Para retomar lo narrado, recordemos que lo último que apuntamos fue que en la actualidad, los avances tecnológicos, especialmente en el diseño de bocinas y altoparlantes de última generación, han incrementado hasta niveles surrealistas los poderes de invasión del sonido. Asimismo, anotamos que ya existen artefactos de largo alcance, reconocidos como "cañones sonoros", que emiten pulsaciones sonoras que alcanzan los 149 decibelios con los que se logran daños auditivos permanentes.

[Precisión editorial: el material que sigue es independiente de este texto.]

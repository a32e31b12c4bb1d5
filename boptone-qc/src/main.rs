//! boptone-qc - command-line front end for the audio quality-control engine
//!
//! Prints JSON reports on stdout; logs go to stderr.
//!
//! Exit codes: 0 when every input passed its gate, 2 otherwise.

use std::path::{Path, PathBuf};
use std::sync::Arc;

use anyhow::{Context, Result};
use boptone_common::logging::init_tracing;
use boptone_qc::{
    AudioGate, AudioValidator, DistributionGate, LegacyPrecheck, QcConfigFile, ValidationOptions,
};
use clap::{Parser, Subcommand};
use futures::stream::{self, StreamExt};
use serde::Serialize;
use tracing::{debug, info};

/// Command-line arguments for boptone-qc
#[derive(Parser, Debug)]
#[command(name = "boptone-qc")]
#[command(about = "Audio upload quality control for Boptone")]
#[command(version)]
struct Args {
    /// Configuration file (overrides BOPTONE_QC_CONFIG and the user config directory)
    #[arg(long, global = true)]
    config: Option<PathBuf>,

    /// Log level or filter directive (overrides the configuration file)
    #[arg(long, global = true)]
    log_level: Option<String>,

    #[command(subcommand)]
    command: Command,
}

#[derive(Subcommand, Debug)]
enum Command {
    /// Validate audio files for distribution and report their quality tier
    Audio {
        /// Audio files to validate
        #[arg(required = true)]
        files: Vec<PathBuf>,

        /// Skip the external loudness measurement
        #[arg(long)]
        skip_loudness: bool,

        /// Reject mono audio instead of warning
        #[arg(long)]
        disallow_mono: bool,

        /// Minimum lossy bitrate in kbps
        #[arg(long)]
        min_mp3_bitrate: Option<u32>,

        /// Maximum number of files validated at once
        #[arg(short, long, default_value_t = 4)]
        jobs: usize,
    },

    /// Validate a cover-art image
    CoverArt {
        file: PathBuf,
    },

    /// Run the coarse legacy pre-check on one audio file
    Precheck {
        file: PathBuf,

        /// Size ceiling in megabytes
        #[arg(long, default_value_t = 500)]
        max_size_mb: u64,
    },
}

/// One file's report in the `audio` output
#[derive(Serialize)]
#[serde(rename_all = "camelCase")]
struct FileReport<T: Serialize> {
    file: String,
    #[serde(flatten)]
    report: T,
}

#[tokio::main]
async fn main() -> Result<()> {
    let args = Args::parse();

    let config =
        QcConfigFile::load(args.config.as_deref()).context("Failed to load configuration")?;
    let mut logging = config.logging.clone();
    if let Some(level) = args.log_level {
        logging.level = level;
    }
    init_tracing(&logging).context("Failed to initialise logging")?;
    debug!(
        loudness_tool = %config.validation.loudness.tool_path.display(),
        "Configuration loaded"
    );

    let validator = Arc::new(AudioValidator::new(config.validation));

    let all_passed = match args.command {
        Command::Audio {
            files,
            skip_loudness,
            disallow_mono,
            min_mp3_bitrate,
            jobs,
        } => {
            let defaults = ValidationOptions::default();
            let options = ValidationOptions {
                skip_loudness,
                allow_mono: !disallow_mono,
                min_mp3_bitrate_kbps: min_mp3_bitrate.unwrap_or(defaults.min_mp3_bitrate_kbps),
            };
            let gate = DistributionGate::new(validator, options);
            run_audio(&gate, files, jobs.max(1)).await?
        }
        Command::CoverArt { file } => {
            let buffer = read_file(&file).await?;
            let result = validator.validate_cover_art(&buffer, &display_name(&file));
            print_json(&result)?;
            result.is_valid
        }
        Command::Precheck { file, max_size_mb } => {
            let gate = LegacyPrecheck::new(validator, max_size_mb);
            let buffer = read_file(&file).await?;
            let verdict = gate.check(&buffer, &display_name(&file)).await;
            print_json(&verdict)?;
            LegacyPrecheck::accepts(&verdict)
        }
    };

    if !all_passed {
        std::process::exit(2);
    }
    Ok(())
}

/// Validate every file with at most `jobs` in flight; output keeps input order
async fn run_audio<G>(gate: &G, files: Vec<PathBuf>, jobs: usize) -> Result<bool>
where
    G: AudioGate,
    G::Verdict: Serialize,
{
    info!(files = files.len(), jobs, gate = gate.name(), "Validating audio files");

    let mut reports = stream::iter(files.into_iter().enumerate())
        .map(|(index, path)| async move {
            let buffer = read_file(&path).await?;
            let name = display_name(&path);
            let verdict = gate.check(&buffer, &name).await;
            let passed = G::accepts(&verdict);
            Ok::<_, anyhow::Error>((
                index,
                FileReport {
                    file: path.display().to_string(),
                    report: verdict,
                },
                passed,
            ))
        })
        .buffer_unordered(jobs)
        .collect::<Vec<_>>()
        .await
        .into_iter()
        .collect::<Result<Vec<(usize, FileReport<G::Verdict>, bool)>>>()?;

    reports.sort_by_key(|(index, _, _)| *index);
    let all_passed = reports.iter().all(|(_, _, passed)| *passed);
    let reports: Vec<_> = reports.into_iter().map(|(_, report, _)| report).collect();
    print_json(&reports)?;
    Ok(all_passed)
}

async fn read_file(path: &Path) -> Result<Vec<u8>> {
    tokio::fs::read(path)
        .await
        .with_context(|| format!("Failed to read {}", path.display()))
}

/// File name used for format detection
fn display_name(path: &Path) -> String {
    path.file_name()
        .map(|name| name.to_string_lossy().into_owned())
        .unwrap_or_else(|| path.display().to_string())
}

fn print_json<T: Serialize + ?Sized>(value: &T) -> Result<()> {
    let json = serde_json::to_string_pretty(value).context("Failed to serialise report")?;
    println!("{}", json);
    Ok(())
}
//! Final report assembly
//!
//! Partitions issues by severity, derives the uploadable / distribution-ready flags,
//! classifies the tier, writes the summary and deduplicates recommendations.

use super::rule_engine::Findings;
use super::tier_classifier::classify;
use crate::config::AudioLimits;
use crate::types::{
    AudioTechnicalProfile, AudioValidationResult, LoudnessReport, QualityTier, Severity,
};
use std::collections::HashSet;

/// Short technical description, e.g. "24-bit/96 kHz stereo FLAC"
pub fn describe_profile(profile: &AudioTechnicalProfile) -> String {
    let rate = format_khz(profile.sample_rate_hz);
    match (profile.bit_depth, profile.bitrate_kbps, profile.is_lossless) {
        (Some(bits), _, true) => format!(
            "{}-bit/{} kHz {} {}",
            bits, rate, profile.channel_layout, profile.codec
        ),
        (_, Some(kbps), false) => format!(
            "{} kbps {} kHz {} {}",
            kbps, rate, profile.channel_layout, profile.codec
        ),
        _ => format!("{} kHz {} {}", rate, profile.channel_layout, profile.codec),
    }
}

fn format_khz(rate_hz: u32) -> String {
    if rate_hz % 1000 == 0 {
        format!("{}", rate_hz / 1000)
    } else {
        format!("{:.1}", rate_hz as f64 / 1000.0)
    }
}

fn plural(count: usize, noun: &str) -> String {
    if count == 1 {
        format!("1 {}", noun)
    } else {
        format!("{} {}s", count, noun)
    }
}

/// Exact-match dedup, first occurrence wins
pub fn dedup_recommendations(recommendations: Vec<String>) -> Vec<String> {
    let mut seen = HashSet::new();
    recommendations
        .into_iter()
        .filter(|r| seen.insert(r.clone()))
        .collect()
}

/// One sentence per tier
fn summarize(
    tier: QualityTier,
    result: &AudioValidationResult,
    profile: Option<&AudioTechnicalProfile>,
) -> String {
    let described = profile
        .map(describe_profile)
        .unwrap_or_else(|| "audio file".to_string());

    match tier {
        QualityTier::Rejected => {
            let first = result
                .errors
                .first()
                .map(|issue| issue.message.as_str())
                .unwrap_or("validation failed");
            format!(
                "Upload rejected with {}: {}.",
                plural(result.errors.len(), "blocking issue"),
                first
            )
        }
        QualityTier::BoptoneOnly => format!(
            "Accepted for Boptone streaming ({}); {} must be resolved before distribution to external platforms.",
            described,
            plural(result.warnings.len(), "warning")
        ),
        QualityTier::DistributionReady => format!(
            "Distribution ready: {} meets every streaming platform requirement.",
            described
        ),
        QualityTier::BoptonePremium => format!(
            "Premium quality: hi-res lossless {} qualifies for the Boptone premium tier.",
            described
        ),
    }
}

/// Assemble the final result
pub fn build_result(
    findings: Findings,
    profile: Option<AudioTechnicalProfile>,
    loudness_report: Option<LoudnessReport>,
    limits: &AudioLimits,
) -> AudioValidationResult {
    let mut errors = Vec::new();
    let mut warnings = Vec::new();
    let mut info = Vec::new();
    for issue in findings.issues {
        match issue.severity {
            Severity::Error => errors.push(issue),
            Severity::Warning => warnings.push(issue),
            Severity::Info => info.push(issue),
        }
    }

    let quality_tier = classify(errors.len(), warnings.len(), profile.as_ref(), limits);
    let mut result = AudioValidationResult {
        is_uploadable: errors.is_empty(),
        is_distribution_ready: errors.is_empty() && warnings.is_empty(),
        quality_tier,
        errors,
        warnings,
        info,
        technical_profile: None,
        loudness_report,
        summary: String::new(),
        recommendations: dedup_recommendations(findings.recommendations),
    };
    result.summary = summarize(quality_tier, &result, profile.as_ref());
    result.technical_profile = profile;
    result
}
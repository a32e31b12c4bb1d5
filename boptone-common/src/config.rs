//! Configuration file resolution and TOML loading
//!
//! Resolution follows a fixed priority order:
//! 1. Command-line argument (highest priority)
//! 2. Environment variable
//! 3. Per-user config directory (`<config_dir>/boptone/<file_name>`)
//! 4. None: callers fall back to compiled defaults

use crate::{Error, Result};
use serde::de::DeserializeOwned;
use serde::{Deserialize, Serialize};
use std::path::{Path, PathBuf};
use tracing::debug;

/// Logging configuration shared by all Boptone binaries
#[derive(Debug, Clone, Deserialize, Serialize, PartialEq, Eq)]
pub struct LoggingConfig {
    /// Log level (trace, debug, info, warn, error) or a full `EnvFilter` directive
    #[serde(default = "default_log_level")]
    pub level: String,
}

impl Default for LoggingConfig {
    fn default() -> Self {
        Self {
            level: default_log_level(),
        }
    }
}

fn default_log_level() -> String {
    "info".to_string()
}

/// Resolve the configuration file to load, if any
///
/// An explicit CLI path or environment path is returned even if it does not exist, so
/// that loading reports the missing file instead of silently using defaults. The
/// per-user location is only returned when the file is present.
pub fn resolve_config_path(
    cli_arg: Option<&Path>,
    env_var_name: &str,
    file_name: &str,
) -> Option<PathBuf> {
    // Priority 1: Command-line argument
    if let Some(path) = cli_arg {
        return Some(path.to_path_buf());
    }

    // Priority 2: Environment variable
    if let Ok(path) = std::env::var(env_var_name) {
        if !path.trim().is_empty() {
            return Some(PathBuf::from(path));
        }
    }

    // Priority 3: Per-user config directory
    let user_config = dirs::config_dir().map(|d| d.join("boptone").join(file_name));
    match user_config {
        Some(path) if path.exists() => Some(path),
        _ => None,
    }
}

/// Parse a TOML document into `T`
pub fn parse_toml<T: DeserializeOwned>(content: &str) -> Result<T> {
    Ok(toml::from_str(content)?)
}

/// Load `T` from a TOML file, or return `T::default()` when no path is given
pub fn load_toml_or_default<T>(path: Option<&Path>) -> Result<T>
where
    T: DeserializeOwned + Default,
{
    let Some(path) = path else {
        debug!("No configuration file resolved, using built-in defaults");
        return Ok(T::default());
    };

    if !path.exists() {
        return Err(Error::Config(format!(
            "Config file not found: {}",
            path.display()
        )));
    }

    let content = std::fs::read_to_string(path)?;
    let value = parse_toml(&content)
        .map_err(|e| Error::Config(format!("{}: {}", path.display(), e)))?;

    debug!(path = %path.display(), "Loaded configuration file");
    Ok(value)
}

Los humanos reaccionamos con particular repulsión a las señales sonoras que no encajan con nuestros propios gustos. Muchas teorías neurocientíficas acerca de cómo actúa la música en el cerebro ignoran, empero, cómo las preferencias personales afectan nuestro procesamiento de información musical; así, un género que indigna a una persona puede tener un efecto placebo en otra. Un estudio realizado en 2006 por la psicóloga canadiense Laura Mitchel de la Universidad de Halifax, trató de demostrar que las sesiones de músico terapia podían aliviar el dolor, topándose con que a una persona sufriente le servía más escuchar su música "preferida", en vez de aquella que intrínsecamente tenía cualidades relajantes y curativas. En otras palabras, las músico-terapias para un amante del jazz, deben contener precisamente jazz.

En el sorprendente libro de Lily Hersch La música en la prevención del crimen y el castigo(1) se explora cómo las divergencias en el gusto pueden explotarse con fines de control social. Sin ambages, Hersch relata cómo en 1985 las tiendas 7-Eleven de la Columbia Británica comenzaron a tocar música culta dentro de sus áreas de estacionamiento para alejar a los vándalos adolescentes que rondaban. La idea era que para una juventud desadaptada, la escucha de esa música era intolerable. ¿Y cuál fue la sorpresa? Que los actos vandálicos se redujeron en un 65 % y que 7-Eleven adoptó esa política sonora en sus...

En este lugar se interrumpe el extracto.